Phalangeal Deficiency. One or more digits may be involved, and this defect may occur at any level of the digit. The mildest forms require no treatment. In patients with severe deficits and functional impairment, a cosmetic prosthesis or surgical reconstruction (e.g., bone lengthening, digital transposition, or transplantation) may be indicated. Phalangeal deficiencies in the foot usually require shoe correction only.
Transmetacarpal Amputation Type. This defect is relatively rare, usually unilateral, and often accompanied by a transtarsal amputation-type defect in the foot. The hand is short and wide, and skin nubbins may be present (see Plate 4-39). Bone mass insufficiency rules out phalangization (surgical formation of a finger or thumb from a metacarpal). Children with these defects are fitted with an opposition palmar pad prosthesis secured to the distal forearm with a Velcro strap. Wrist flexion opposes the hand remnant to the prosthesis and provides a crude type of palmar prehension with sensation.
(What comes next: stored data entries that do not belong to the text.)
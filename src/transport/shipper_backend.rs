//! Workload-shipper transport backend.

use async_trait::async_trait;
use serde_json::Value;

use super::{
    ApplyOptions, DiscoveryCriteria, Transport, TransportApplyResult, TransportContext,
    TransportError,
};
use crate::shipper::{BundleClient, ShipperError, BUNDLE_KIND};

/// Transport that wraps manifests into consumer-addressed bundles.
///
/// Every call requires a non-empty consumer cluster in the transport
/// context; not-found maps onto the canonical sentinel so callers never
/// branch on the backend.
#[derive(Clone)]
pub struct ShipperTransport {
    client: BundleClient,
}

impl ShipperTransport {
    #[must_use]
    pub fn new(client: BundleClient) -> Self {
        Self { client }
    }

    fn consumer<'a>(target: &'a TransportContext) -> Result<&'a str, TransportError> {
        match target.consumer.as_deref() {
            Some(consumer) if !consumer.trim().is_empty() => Ok(consumer),
            _ => Err(TransportError::MissingConsumer),
        }
    }
}

fn from_shipper(err: ShipperError) -> TransportError {
    match err {
        ShipperError::NotFound => TransportError::NotFound,
        ShipperError::Validation(inner) => TransportError::Validation(inner),
        ShipperError::Decode(inner) => TransportError::ManifestShape(inner),
        ShipperError::Api(inner) => TransportError::Api(inner),
        ShipperError::Dial(message) => TransportError::Dial(message),
        ShipperError::UnnamedBundle => TransportError::Dial(err.to_string()),
    }
}

#[async_trait]
impl Transport for ShipperTransport {
    async fn apply(
        &self,
        manifest: &[u8],
        _options: &ApplyOptions,
        target: &TransportContext,
    ) -> Result<TransportApplyResult, TransportError> {
        let consumer = Self::consumer(target)?;
        let bundle: Value = serde_json::from_slice(manifest)?;
        let report = self
            .client
            .apply(consumer, &bundle)
            .await
            .map_err(from_shipper)?;
        Ok(TransportApplyResult {
            operation: report.operation,
            reason: report.reason,
            object: report.object,
        })
    }

    async fn get(
        &self,
        kind: &str,
        namespace: Option<&str>,
        name: &str,
        target: &TransportContext,
    ) -> Result<Value, TransportError> {
        let consumer = Self::consumer(target)?;
        if kind == BUNDLE_KIND {
            return self
                .client
                .get(consumer, name)
                .await
                .map_err(from_shipper);
        }
        let criteria = DiscoveryCriteria {
            namespace: namespace.map(str::to_string),
            name: Some(name.to_string()),
            ..DiscoveryCriteria::default()
        };
        let found = self
            .client
            .discover_in_bundle(consumer, kind, &criteria)
            .await
            .map_err(from_shipper)?;
        found.into_iter().next().ok_or(TransportError::NotFound)
    }

    async fn discover(
        &self,
        kind: &str,
        criteria: &DiscoveryCriteria,
        target: &TransportContext,
    ) -> Result<Vec<Value>, TransportError> {
        let consumer = Self::consumer(target)?;
        self.client
            .discover_in_bundle(consumer, kind, criteria)
            .await
            .map_err(from_shipper)
    }
}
Transcarpal Amputation Type. In this rare defect, the phalanges and metacarpals are totally absent. In some patients, five skin nubbins are present. The wrist joint is normal, and the epiphyses of the distal radius and ulna appear normal on radiographs. The carpal bones are often fused to some degree. Because the limb is usually too long for a wrist disarticulation prosthesis, an opposition palmar pad prosthesis is used to provide prehension with sensation.